In an hour-plus interview at The New York Times' Dealbook Summit, Bankman-Fried responded to a series of questions from Andrew Ross Sorkin, asking him about Alameda’s access to and use of FTX’s customer funds.

“I wasn’t running Alameda. I didn’t know what was going on,” Bankman-Fried told Sorkin. “I didn’t knowingly commingle funds…” he added. “I didn’t ever try to commit fraud on anyone.”

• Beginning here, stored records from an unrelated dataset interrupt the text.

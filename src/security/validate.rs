//! Structural checks applied to raw input before any semantic analysis.

use thiserror::Error;

/// Default maximum length of a file path, in bytes.
pub const MAX_PATH_LEN: usize = 4096;

/// Default maximum length of a shell command, in bytes.
pub const MAX_COMMAND_BYTES: usize = 64 * 1024;

#[derive(Debug, Clone, PartialEq, Eq, Error)]
pub enum ValidationError {
    #[error("Empty path")]
    Empty,
    #[error("Input too large ({len} bytes, limit {limit})")]
    TooLong { len: usize, limit: usize },
    #[error("Path contains a null byte")]
    NullByte,
    #[error("Path contains a line break")]
    LineBreak,
    #[error("Path contains control character U+{0:04X}")]
    ControlChar(u32),
}

/// Reject input longer than `limit` bytes.
pub fn check_length(input: &str, limit: usize) -> Result<(), ValidationError> {
    if input.len() > limit {
        return Err(ValidationError::TooLong {
            len: input.len(),
            limit,
        });
    }
    Ok(())
}

/// Validate the shape of a raw file path.
///
/// Order matters only for the message: the first failing check is reported.
pub fn validate_path(path: &str, max_len: usize) -> Result<(), ValidationError> {
    if path.trim().is_empty() {
        return Err(ValidationError::Empty);
    }
    check_length(path, max_len)?;

    for ch in path.chars() {
        match ch {
            '\0' => return Err(ValidationError::NullByte),
            '\n' | '\r' => return Err(ValidationError::LineBreak),
            c if c.is_control() => return Err(ValidationError::ControlChar(c as u32)),
            _ => {}
        }
    }
    Ok(())
}
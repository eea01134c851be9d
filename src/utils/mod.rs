//! Utility modules for common functionality.

pub mod logger;
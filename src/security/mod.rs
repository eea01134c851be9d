//! Security module for command and file-path safety checks.
//!
//! This module inspects a proposed shell command or file write before an
//! agent is allowed to perform it, and renders an allow/block decision with
//! optional warnings. It is a heuristic gate, not a sandbox.

mod allowlist;
mod analyzer;
mod containment;
mod gate;
mod normalizer;
mod taxonomy;
pub mod validate;


use serde::Serialize;

pub use allowlist::{Allowlist, contains_shell_composition};
pub use analyzer::{analyze_command, decide};
pub use containment::{PathChecker, default_extra_roots};
pub use gate::Gate;
pub use normalizer::{MAX_NORMALIZE_PASSES, MAX_SUBSTITUTION_DEPTH, normalize};
pub use taxonomy::{DangerRule, Matcher, RuleSet, Severity};

/// Final verdict of a gate invocation.
#[derive(Debug, Clone, Copy, PartialEq, Eq, Serialize)]
#[serde(rename_all = "lowercase")]
pub enum Verdict {
    Allow,
    Block,
}

/// Outcome of a single gate check.
///
/// A `Decision` is never partially populated: a block always carries a
/// non-empty reason, an allow never carries one.
#[derive(Debug, Clone, PartialEq, Eq, Serialize)]
pub struct Decision {
    verdict: Verdict,
    #[serde(skip_serializing_if = "Option::is_none")]
    reason: Option<String>,
    #[serde(skip_serializing_if = "Vec::is_empty")]
    warnings: Vec<String>,
}

/// Decisions about filesystem targets share the command decision shape.
pub type PathCheckResult = Decision;

impl Decision {
    pub fn allow(warnings: Vec<String>) -> Self {
        Self {
            verdict: Verdict::Allow,
            reason: None,
            warnings,
        }
    }

    pub fn block(reason: impl Into<String>) -> Self {
        let reason = reason.into();
        let reason = if reason.trim().is_empty() {
            "Blocked by safety gate".to_string()
        } else {
            reason
        };
        Self {
            verdict: Verdict::Block,
            reason: Some(reason),
            warnings: Vec::new(),
        }
    }

    pub fn verdict(&self) -> Verdict {
        self.verdict
    }

    pub fn is_blocked(&self) -> bool {
        self.verdict == Verdict::Block
    }

    pub fn reason(&self) -> Option<&str> {
        self.reason.as_deref()
    }

    pub fn warnings(&self) -> &[String] {
        &self.warnings
    }

    /// Combine two checks of the same action: the first block wins,
    /// otherwise warnings accumulate.
    pub fn merge(mut self, other: Decision) -> Decision {
        if self.is_blocked() {
            return self;
        }
        if other.is_blocked() {
            return other;
        }
        for warning in other.warnings {
            self.push_warning(warning);
        }
        self
    }

    /// Append a warning to an allow decision. Blocks ignore warnings.
    pub(crate) fn push_warning(&mut self, warning: impl Into<String>) {
        if self.verdict == Verdict::Allow {
            let warning = warning.into();
            if !self.warnings.contains(&warning) {
                self.warnings.push(warning);
            }
        }
    }
}
// src/core/mod.rs

pub mod net;
pub mod sanitize;
pub mod script;
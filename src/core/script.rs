// src/core/script.rs
use unicode_script::{Script, UnicodeScript};

/// Cyrillic script and a letter (not a combining mark such as U+0483).
pub fn is_cyrillic_letter(ch: char) -> bool {
    ch.script() == Script::Cyrillic && ch.is_alphabetic()
}

/// Classifies a name by its first character only.
pub fn starts_cyrillic(s: &str) -> bool {
    s.chars().next().is_some_and(is_cyrillic_letter)
}

#[cfg(test)]
mod tests {
    use super::*;

    #[test]
    fn classifies_first_char() {
        assert!(starts_cyrillic("Иванов"));
        assert!(starts_cyrillic("ёлкин"));
        assert!(!starts_cyrillic("Ivanov"));
        assert!(!starts_cyrillic("7Иванов"));
        assert!(!starts_cyrillic(""));
        assert!(!starts_cyrillic("\u{0483}"));
    }
}
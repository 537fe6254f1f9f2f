// src/error.rs
use thiserror::Error;

/// Reasons a surname cannot be masculinized.
#[derive(Error, Debug, Clone, PartialEq, Eq)]
pub enum SurnameError {
    #[error("surname is empty")]
    Empty,

    #[error("surname {surname:?} has nothing left before the suffix {suffix:?}")]
    TooShort { surname: String, suffix: &'static str },
}

/// Everything that can abort a harvest run.
#[derive(Error, Debug)]
pub enum HarvestError {
    #[error("malformed profile {id}: missing {field}")]
    Malformed { id: u64, field: &'static str },

    #[error("surname normalization failed: {0}")]
    Normalization(#[from] SurnameError),

    #[error("HTTP request failed: {0}")]
    Http(#[from] reqwest::Error),

    #[error("directory API error {code}: {message}")]
    Api { code: i64, message: String },

    #[error("JSON serialization/deserialization failed: {0}")]
    Json(#[from] serde_json::Error),

    #[error("I/O error: {0}")]
    Io(#[from] std::io::Error),

    #[error("invalid configuration: {0}")]
    Config(String),
}

pub type Result<T, E = HarvestError> = std::result::Result<T, E>;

NEW YORK, NEW YORK - NOVEMBER 30: Andrew Ross Sorkin speaks with FTX founder Sam Bankman-Fried during the New York Times DealBook Summit in the Appel Room at the Jazz At Lincoln Center on November 30, 2022 in New York City. The New York Times held its first in-person DealBook Summit since the start of the coronavirus (COVID-19) pandemic with speakers from the worlds of financial services, technology, consumer goods, private investment, venture capital, banking, media, public relations, policy, government, and academia.   (Photo by Michael M. Santiago/Getty Images)
Andrew Ross Sorkin speaks with FTX founder Sam Bankman-Fried during the New York Times DealBook Summit in the Appel Room at the Jazz At Lincoln Center on November 30, 2022 in New York City. (Photo by Michael M. Santiago/Getty Images)

The former CEO went on to say that he didn’t know of times when he lied about the company’s use of customer funds, and that he failed to adequately control risk across the company’s entities. “I wasn’t spending any time or effort trying to manage risk on FTX,” he said.

FTX's new CEO, John Ray III, is also scheduled to testify before the House committee on Thursday.

In prepared remarks ahead of the hearing, Ray wrote: “Although our investigation is ongoing and detailed findings will have to await its conclusion, the FTX Group’s collapse appears to stem from the absolute concentration of control in the hands of a very small group of grossly inexperienced and unsophisticated individuals who failed to implement virtually any of the systems or controls that are necessary for a company that is entrusted with other people’s money or assets."

Ray went on to list more specific "unacceptable management" actions by Bankman-Fried and the company's prior management that led to the company's collapse, including:

  • The use of computer infrastructure that gave individuals in senior management access to systems that stored customer assets, without security controls to prevent them from redirecting those assets;

  • The storing of certain private keys to access hundreds of millions of dollars in crypto assets without effective security controls or encryption;

  • The ability of Alameda, the crypto hedge fund within the FTX Group, to borrow funds held at FTX.com to be utilized for its own trading or investments without any effective limits;

  • The commingling of assets;

  • The lack of complete documentation for transactions involving nearly 500 investments made with FTX Group funds and assets;

  • The absence of audited or reliable financial statements;

  • The lack of personnel in financial and risk management functions, which are typically present in any company close to the size of FTX Group; and

  • The absence of independent governance throughout the FTX Group.

With Ray's level of experience, Kornfeld said, he's an important person to be heard from.

"Presumably, he's seen a lot of information that you and I haven't, and so that's...the place where he can be of significant significant value to all of this," Kornfeld said.

"I think [Ray] is giving you a pretty good window," Kornfeld said. "You never just look at one thing. You look at the entirety of it."